## TO DO
The listing that follows should be reproduced exactly, line for line.

—————

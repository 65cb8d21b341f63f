//! Great-circle math on a spherical Earth.
//!
//! Geofences are tens to hundreds of meters across, so a spherical model
//! with the mean Earth radius is accurate to well under a meter at that
//! scale. All angles are in degrees at the API boundary.

use trailhead_types::LatLng;

/// Mean Earth radius in meters.
pub const EARTH_RADIUS_M: f64 = 6_371_000.0;

/// Bearing steps used for debug radius polygons.
pub const DEFAULT_POLYGON_STEPS: u32 = 80;

/// Great-circle distance between two points in meters (haversine).
pub fn haversine_distance_m(a: LatLng, b: LatLng) -> f64 {
    let phi1 = a.lat.to_radians();
    let phi2 = b.lat.to_radians();
    let d_phi = (b.lat - a.lat).to_radians();
    let d_lambda = (b.lng - a.lng).to_radians();

    let h = (d_phi / 2.0).sin().powi(2)
        + phi1.cos() * phi2.cos() * (d_lambda / 2.0).sin().powi(2);
    // Rounding can push h a hair above 1 for antipodal points.
    2.0 * EARTH_RADIUS_M * h.sqrt().min(1.0).asin()
}

/// Point reached by travelling `distance_m` from `origin` on the initial
/// `bearing_deg` (clockwise from north).
pub fn destination_point(origin: LatLng, bearing_deg: f64, distance_m: f64) -> LatLng {
    let delta = distance_m / EARTH_RADIUS_M;
    let theta = bearing_deg.to_radians();
    let phi1 = origin.lat.to_radians();
    let lambda1 = origin.lng.to_radians();

    let phi2 = (phi1.sin() * delta.cos() + phi1.cos() * delta.sin() * theta.cos()).asin();
    let lambda2 = lambda1
        + (theta.sin() * delta.sin() * phi1.cos()).atan2(delta.cos() - phi1.sin() * phi2.sin());

    LatLng::new(phi2.to_degrees(), normalize_longitude(lambda2.to_degrees()))
}

/// Closed ring approximating a circle of `radius_m` around `center`.
///
/// The ring has `steps` vertices swept clockwise from north plus the first
/// vertex repeated at the end. Fewer than three steps are raised to three.
/// Diagnostic only: geofence decisions never use the polygon.
pub fn radius_polygon(center: LatLng, radius_m: f64, steps: u32) -> Vec<LatLng> {
    let steps = steps.max(3);
    let mut ring: Vec<LatLng> = (0..steps)
        .map(|i| {
            let bearing = 360.0 * f64::from(i) / f64::from(steps);
            destination_point(center, bearing, radius_m)
        })
        .collect();
    if let Some(first) = ring.first().copied() {
        ring.push(first);
    }
    ring
}

/// Wrap a longitude into `[-180, 180)`.
fn normalize_longitude(lng: f64) -> f64 {
    (lng + 540.0).rem_euclid(360.0) - 180.0
}
//! Error types for the backpack data layer.
//!
//! These errors never reach the player. The store logs them and falls back
//! to the last known good local state; they exist so each layer can say
//! precisely what went wrong in its logs and tests.

/// Errors from client-side persistent storage.
#[derive(Debug, thiserror::Error)]
pub enum StorageError {
    /// Reading or writing the backing file failed.
    #[error("storage I/O error: {0}")]
    Io(#[from] std::io::Error),

    /// A value could not be serialized for storage.
    #[error("storage serialization error: {0}")]
    Serialization(#[from] serde_json::Error),
}

/// Errors from the remote backpack API.
#[derive(Debug, thiserror::Error)]
pub enum RemoteError {
    /// The request could not be sent or no response arrived.
    #[error("remote request failed: {0}")]
    Request(String),

    /// The server answered with a non-success status.
    #[error("remote returned {status}: {body}")]
    Status {
        /// HTTP status code.
        status: u16,
        /// Response body, for diagnostics.
        body: String,
    },

    /// The response body did not have the expected shape.
    #[error("remote response malformed: {0}")]
    Decode(String),

    /// The remote is unreachable (offline stand-in).
    #[error("remote unreachable")]
    Unreachable,
}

—————

## SOLUTION TO THIS PROBLEM
repository 65cb8d21b341f63f
//! Great-circle math on a spherical Earth.
//!
//! Geofences are tens to hundreds of meters across, so a spherical model
//! with the mean Earth radius is accurate to well under a meter at that
//! scale. All angles are in degrees at the API boundary.

use trailhead_types::LatLng;

/// Mean Earth radius in meters.
pub const EARTH_RADIUS_M: f64 = 6_371_000.0;

/// Bearing steps used for debug radius polygons.
pub const DEFAULT_POLYGON_STEPS: u32 = 80;

/// Great-circle distance between two points in meters (haversine).
pub fn haversine_distance_m(a: LatLng, b: LatLng) -> f64 {
    let phi1 = a.lat.to_radians();
    let phi2 = b.lat.to_radians();
    let d_phi = (b.lat - a.lat).to_radians();
    let d_lambda = (b.lng - a.lng).to_radians();

    let h = (d_phi / 2.0).sin().powi(2)
        + phi1.cos() * phi2.cos() * (d_lambda / 2.0).sin().powi(2);
    // Rounding can push h a hair above 1 for antipodal points.
    2.0 * EARTH_RADIUS_M * h.sqrt().min(1.0).asin()
}

/// Point reached by travelling `distance_m` from `origin` on the initial
/// `bearing_deg` (clockwise from north).
pub fn destination_point(origin: LatLng, bearing_deg: f64, distance_m: f64) -> LatLng {
    let delta = distance_m / EARTH_RADIUS_M;
    let theta = bearing_deg.to_radians();
    let phi1 = origin.lat.to_radians();
    let lambda1 = origin.lng.to_radians();

    let phi2 = (phi1.sin() * delta.cos() + phi1.cos() * delta.sin() * theta.cos()).asin();
    let lambda2 = lambda1
        + (theta.sin() * delta.sin() * phi1.cos()).atan2(delta.cos() - phi1.sin() * phi2.sin());

    LatLng::new(phi2.to_degrees(), normalize_longitude(lambda2.to_degrees()))
}

/// Closed ring approximating a circle of `radius_m` around `center`.
///
/// The ring has `steps` vertices swept clockwise from north plus the first
/// vertex repeated at the end. Fewer than three steps are raised to three.
/// Diagnostic only: geofence decisions never use the polygon.
pub fn radius_polygon(center: LatLng, radius_m: f64, steps: u32) -> Vec<LatLng> {
    let steps = steps.max(3);
    let mut ring: Vec<LatLng> = (0..steps)
        .map(|i| {
            let bearing = 360.0 * f64::from(i) / f64::from(steps);
            destination_point(center, bearing, radius_m)
        })
        .collect();
    if let Some(first) = ring.first().copied() {
        ring.push(first);
    }
    ring
}

/// Wrap a longitude into `[-180, 180)`.
fn normalize_longitude(lng: f64) -> f64 {
    (lng + 540.0).rem_euclid(360.0) - 180.0
}
//! Error types for the backpack data layer.
//!
//! These errors never reach the player. The store logs them and falls back
//! to the last known good local state; they exist so each layer can say
//! precisely what went wrong in its logs and tests.

/// Errors from client-side persistent storage.
#[derive(Debug, thiserror::Error)]
pub enum StorageError {
    /// Reading or writing the backing file failed.
    #[error("storage I/O error: {0}")]
    Io(#[from] std::io::Error),

    /// A value could not be serialized for storage.
    #[error("storage serialization error: {0}")]
    Serialization(#[from] serde_json::Error),
}

/// Errors from the remote backpack API.
#[derive(Debug, thiserror::Error)]
pub enum RemoteError {
    /// The request could not be sent or no response arrived.
    #[error("remote request failed: {0}")]
    Request(String),

    /// The server answered with a non-success status.
    #[error("remote returned {status}: {body}")]
    Status {
        /// HTTP status code.
        status: u16,
        /// Response body, for diagnostics.
        body: String,
    },

    /// The response body did not have the expected shape.
    #[error("remote response malformed: {0}")]
    Decode(String),

    /// The remote is unreachable (offline stand-in).
    #[error("remote unreachable")]
    Unreachable,
}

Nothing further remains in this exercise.